Elle raconta ses matinées de massage, terminant sur le dernier incident. Malko retenait un fou rire… Bambé baissa les yeux, après un regard pour Malko signifiant qu’elle n’avait pas la même répugnance pour des relations normales… Il tira une photo de sa poche et la posa sur la table.
— Est-ce qu’elle connaît cet homme ?
Bambé regarda attentivement la photo de Nabil Moussaoui découverte sur Charlie et secoua la tête, désorientée.
— Je ne sais pas, dit-elle. Les Blancs se ressemblent tous…
Encourageant. Malko insista.
— Je cherche deux hommes jeunes, des Libanais qui se seraient cachés à la Résidence iranienne.
Bambé se mit à jacasser en créole, aussitôt traduite par Rugi.
— Elle dit que deux hommes ont vécu quelques jours dans une section de la Résidence où elle n’avait pas le droit d’aller. Mais ils sont partis un matin dans la Mercedes de Hussein Forugi, elle ne sait pas où.
Ce qui recoupait l’information de Eddie Connolly. La serveuse apporta de la langouste coupée en morceaux, qui semblait avoir macéré un siècle dans le pilli-pilli. Entre deux rasades de Star pour éteindre le feu de sa gorge, Malko essaya en vain d’en savoir plus sur Hussein Forugi. Sauf l’observation de Bambé confirmant le passage probable des deux Chiites chez les Iraniens, il faisait chou blanc…
Rugi, qui avait englouti assez de piment pour concurrencer un avaleur de feu, jeta un coup d’œil nerveux à sa montre et lança :
— Je dois vous laisser. Vous pouvez raccompagner Bambé ? Elle habite Murray Town.

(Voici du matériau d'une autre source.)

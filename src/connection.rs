// SPDX-License-Identifier: Apache-2.0

//! UNIX domain socket plumbing: the server listener and the per-connection
//! endpoint that frames vhost-user messages and carries `SCM_RIGHTS` fds.

use std::fs::File;
use std::mem;
use std::os::unix::ffi::OsStrExt;
use std::os::unix::fs::FileTypeExt;
use std::os::unix::io::{AsRawFd, FromRawFd, RawFd};
use std::os::unix::net::{UnixListener, UnixStream};
use std::path::{Path, PathBuf};

use libc::{c_void, cmsghdr, iovec, msghdr};
use log::error;
use vm_memory::ByteValued;

use crate::message::*;
use crate::{Error, Result};

const fn cmsg_align(len: usize) -> usize {
    (len + mem::size_of::<libc::c_long>() - 1) & !(mem::size_of::<libc::c_long>() - 1)
}

const fn cmsg_space(len: usize) -> usize {
    mem::size_of::<cmsghdr>() + cmsg_align(len)
}

const fn cmsg_data_len(len: usize) -> usize {
    mem::size_of::<cmsghdr>() + len
}

/// Control buffer large enough for `MAX_ATTACHED_FDS` descriptors.
const CMSG_CAPACITY: usize = cmsg_space(MAX_ATTACHED_FDS * mem::size_of::<RawFd>());

/// Listening socket for incoming master connections.
///
/// The socket file is created at construction and unlinked on drop. An
/// existing socket at the path is taken over (stale leftover from a previous
/// run); any other file type is refused.
pub struct Listener {
    sock: UnixListener,
    path: PathBuf,
}

impl Listener {
    pub fn new<P: AsRef<Path>>(path: P) -> Result<Self> {
        let path = path.as_ref().to_path_buf();

        let mut addr: libc::sockaddr_un = unsafe { mem::zeroed() };
        if path.as_os_str().as_bytes().len() >= addr.sun_path.len() {
            return Err(Error::PathTooLong(path));
        }

        match std::fs::symlink_metadata(&path) {
            Ok(meta) if meta.file_type().is_socket() => {
                std::fs::remove_file(&path).map_err(Error::SocketError)?;
            }
            Ok(_) => return Err(Error::PathExists(path)),
            Err(ref e) if e.kind() == std::io::ErrorKind::NotFound => {}
            Err(e) => return Err(Error::SocketError(e)),
        }

        let fd = unsafe { libc::socket(libc::AF_UNIX, libc::SOCK_STREAM | libc::SOCK_CLOEXEC, 0) };
        if fd < 0 {
            return Err(Error::SocketError(std::io::Error::last_os_error()));
        }
        // Owns the fd from here on, so error paths below close it.
        let sock = unsafe { UnixListener::from_raw_fd(fd) };

        addr.sun_family = libc::AF_UNIX as libc::sa_family_t;
        for (dst, src) in addr
            .sun_path
            .iter_mut()
            .zip(path.as_os_str().as_bytes().iter())
        {
            *dst = *src as libc::c_char;
        }

        let ret = unsafe {
            libc::bind(
                sock.as_raw_fd(),
                &addr as *const libc::sockaddr_un as *const libc::sockaddr,
                mem::size_of::<libc::sockaddr_un>() as libc::socklen_t,
            )
        };
        if ret < 0 {
            return Err(Error::SocketError(std::io::Error::last_os_error()));
        }

        // Backlog of 1: a single master at a time is served.
        let ret = unsafe { libc::listen(sock.as_raw_fd(), 1) };
        if ret < 0 {
            return Err(Error::SocketError(std::io::Error::last_os_error()));
        }

        sock.set_nonblocking(true).map_err(Error::SocketError)?;

        Ok(Listener { sock, path })
    }

    /// Accept a pending connection, returning `None` if there is none.
    pub fn accept(&self) -> Result<Option<UnixStream>> {
        loop {
            match self.sock.accept() {
                Ok((stream, _addr)) => return Ok(Some(stream)),
                Err(e) => match e.kind() {
                    std::io::ErrorKind::WouldBlock => return Ok(None),
                    std::io::ErrorKind::ConnectionAborted => return Ok(None),
                    std::io::ErrorKind::Interrupted => continue,
                    _ => return Err(Error::SocketError(e)),
                },
            }
        }
    }

    pub fn path(&self) -> &Path {
        &self.path
    }
}

impl AsRawFd for Listener {
    fn as_raw_fd(&self) -> RawFd {
        self.sock.as_raw_fd()
    }
}

impl Drop for Listener {
    fn drop(&mut self) {
        let _ = std::fs::remove_file(&self.path);
    }
}

/// One accepted master connection.
///
/// Receive side follows the protocol's framing contract: a single `recvmsg`
/// obtains the 12-byte header together with any ancillary fds, then one
/// `read` obtains the payload announced by the header. Either call coming up
/// short is a framing error and the caller drops the connection.
pub struct Endpoint {
    sock: UnixStream,
}

impl Endpoint {
    pub fn new(sock: UnixStream) -> Self {
        Endpoint { sock }
    }

    /// Receive a message header plus attached file descriptors.
    ///
    /// Returned descriptors are owned `File`s: dropping one that a handler
    /// does not consume closes it.
    pub fn recv_header(&mut self) -> Result<(VhostUserMsgHeader, Vec<File>)> {
        let mut hdr = VhostUserMsgHeader::default();
        // Poisoned so that stale kernel data can never masquerade as a
        // valid control message.
        let mut control = [0xffu8; CMSG_CAPACITY];

        let mut iov = iovec {
            iov_base: hdr.as_mut_slice().as_mut_ptr() as *mut c_void,
            iov_len: MSG_HDR_SIZE,
        };
        let mut msg: msghdr = unsafe { mem::zeroed() };
        msg.msg_iov = &mut iov;
        msg.msg_iovlen = 1;
        msg.msg_control = control.as_mut_ptr() as *mut c_void;
        msg.msg_controllen = control.len() as _;

        let n = unsafe { libc::recvmsg(self.sock.as_raw_fd(), &mut msg, libc::MSG_CMSG_CLOEXEC) };
        if n < 0 {
            return Err(Error::SocketError(std::io::Error::last_os_error()));
        }
        if n == 0 {
            return Err(Error::Disconnected);
        }

        let fds = parse_scm_rights(&msg);
        if msg.msg_flags & libc::MSG_CTRUNC != 0 {
            error!("too many fds attached to request, control data truncated");
            return Err(Error::TooManyFds);
        }
        if n as usize != MSG_HDR_SIZE {
            error!("short header read: {} of {} bytes", n, MSG_HDR_SIZE);
            return Err(Error::PartialMessage);
        }
        if !hdr.is_valid() {
            return Err(Error::InvalidMessage);
        }

        Ok((hdr, fds))
    }

    /// Receive the payload of a message whose header was just read.
    pub fn recv_payload(&mut self, len: usize) -> Result<Vec<u8>> {
        let mut buf = vec![0u8; len];
        if len == 0 {
            return Ok(buf);
        }
        loop {
            match std::io::Read::read(&mut self.sock, &mut buf) {
                Ok(n) if n == len => return Ok(buf),
                Ok(n) => {
                    error!("short payload read: {} of {} bytes", n, len);
                    return Err(Error::PartialMessage);
                }
                Err(ref e) if e.kind() == std::io::ErrorKind::Interrupted => continue,
                Err(ref e) if e.kind() == std::io::ErrorKind::WouldBlock => {
                    // A header without its payload is a framing violation,
                    // not something to wait out.
                    return Err(Error::PartialMessage);
                }
                Err(e) => return Err(Error::SocketError(e)),
            }
        }
    }

    /// Send a message in one `sendmsg`: header, optional typed body, optional
    /// raw payload and optional fds.
    pub fn send_message<T: ByteValued>(
        &mut self,
        hdr: &VhostUserMsgHeader,
        body: Option<&T>,
        payload: Option<&[u8]>,
        fds: &[RawFd],
    ) -> Result<()> {
        if fds.len() > MAX_ATTACHED_FDS {
            return Err(Error::TooManyFds);
        }

        let mut iovs: [iovec; 3] = unsafe { mem::zeroed() };
        let mut niov = 0;
        let mut total = 0;
        let mut push = |buf: &[u8]| {
            iovs[niov] = iovec {
                iov_base: buf.as_ptr() as *mut c_void,
                iov_len: buf.len(),
            };
            niov += 1;
            total += buf.len();
        };
        push(hdr.as_slice());
        if let Some(body) = body {
            push(body.as_slice());
        }
        if let Some(payload) = payload {
            push(payload);
        }

        let mut control = [0u8; CMSG_CAPACITY];
        let mut msg: msghdr = unsafe { mem::zeroed() };
        msg.msg_iov = iovs.as_mut_ptr();
        msg.msg_iovlen = niov as _;
        if !fds.is_empty() {
            let space = cmsg_space(fds.len() * mem::size_of::<RawFd>());
            msg.msg_control = control.as_mut_ptr() as *mut c_void;
            msg.msg_controllen = space as _;
            let cmsg = cmsghdr {
                cmsg_len: cmsg_data_len(fds.len() * mem::size_of::<RawFd>()) as _,
                cmsg_level: libc::SOL_SOCKET,
                cmsg_type: libc::SCM_RIGHTS,
            };
            unsafe {
                std::ptr::write_unaligned(control.as_mut_ptr() as *mut cmsghdr, cmsg);
                std::ptr::copy_nonoverlapping(
                    fds.as_ptr(),
                    control.as_mut_ptr().add(mem::size_of::<cmsghdr>()) as *mut RawFd,
                    fds.len(),
                );
            }
        }

        let n = unsafe { libc::sendmsg(self.sock.as_raw_fd(), &msg, libc::MSG_NOSIGNAL) };
        if n < 0 {
            return Err(Error::SocketError(std::io::Error::last_os_error()));
        }
        if n as usize != total {
            error!("short write: {} of {} bytes", n, total);
            return Err(Error::PartialMessage);
        }
        Ok(())
    }
}

impl AsRawFd for Endpoint {
    fn as_raw_fd(&self) -> RawFd {
        self.sock.as_raw_fd()
    }
}

/// Collect `SCM_RIGHTS` descriptors out of the control area of a received
/// message. The control buffer was poisoned before `recvmsg`, so iteration
/// stops at the first header the kernel did not overwrite.
fn parse_scm_rights(msg: &msghdr) -> Vec<File> {
    let mut fds = Vec::new();
    let base = msg.msg_control as *const u8;
    let controllen = msg.msg_controllen as usize;
    let mut offset = 0;

    while offset + mem::size_of::<cmsghdr>() <= controllen {
        let cmsg = unsafe { std::ptr::read_unaligned(base.add(offset) as *const cmsghdr) };
        let cmsg_len = cmsg.cmsg_len as usize;
        if cmsg_len < mem::size_of::<cmsghdr>() || offset + cmsg_len > controllen {
            break;
        }
        if cmsg.cmsg_level == libc::SOL_SOCKET && cmsg.cmsg_type == libc::SCM_RIGHTS {
            let count = (cmsg_len - cmsg_data_len(0)) / mem::size_of::<RawFd>();
            for i in 0..count {
                let fd = unsafe {
                    std::ptr::read_unaligned(
                        base.add(offset + mem::size_of::<cmsghdr>() + i * mem::size_of::<RawFd>())
                            as *const RawFd,
                    )
                };
                fds.push(unsafe { File::from_raw_fd(fd) });
            }
            break;
        }
        offset += cmsg_align(cmsg_len);
    }

    fds
}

Elle était déjà debout, ne tenant pas en place. Elle embrassa Malko sur la joue et disparut. Les yeux baissés, Bambé cuvait son pilli-pilli et sa bière. Lorsqu’elle se leva pour partir, Malko put constater que sa chute de reins était absolument somptueuse, soulignée par la taille incroyablement mince.
— Il faudrait me tenir au courant de ce qui se passe à la Résidence des Iraniens, demanda Malko, en anglais, remontant Pademba Road.
— Je ne veux plus y retourner, annonça Bambé. Son anglais était un peu succinct, mais très compréhensible.
Ça, c’était le comble. À quoi bon l’avoir retrouvée ?
— Pourquoi ? demanda Malko.
— Je ne veux plus faire Madame Putain, fit-elle d’un ton définitif.
Il sentit qu’il n’y aurait pas moyen de la faire changer d’avis. La récolte de la soirée était mince.
— Qu’est-ce que vous allez faire ? demanda-t-il.
— Chercher du travail…
Dans un pays comme la Sierra Leone, autant jouer au loto. Mais comme beaucoup d’Africains, Bambé était fataliste.
De nuit, les rues de Murray Town, bordées de vieilles baraques créoles, sans éclairage, défoncées, étaient particulièrement sinistres, à part quelques lumignons de marchands en plein air. Bambé guida Malko jusqu’à un portail aux vantaux arrachés donnant sur un grand jardin en friche. Il s’arrêta devant une vaste maison plongée dans l’obscurité.
— C’est grand, remarqua Malko.
— Ce sont les bureaux de l’agence de voyage Kon-tiki, expliqua Bambé. Ils occupent tout. Moi, j’ai juste une chambre en bas. C’est pour éloigner les voleurs.
Elle ne sortait pas de la voiture, comme si elle attendait quelque chose. Malko tira une liasse de leones de sa sacoche, et la posa sur ses genoux.
— Si vous pouviez apprendre quelque chose sur ces deux hommes…
Bambé s’empara de l’argent, ravie.
— Maintenant que je ne travaille pas, j’ai beaucoup de temps. Si tu veux venir me voir…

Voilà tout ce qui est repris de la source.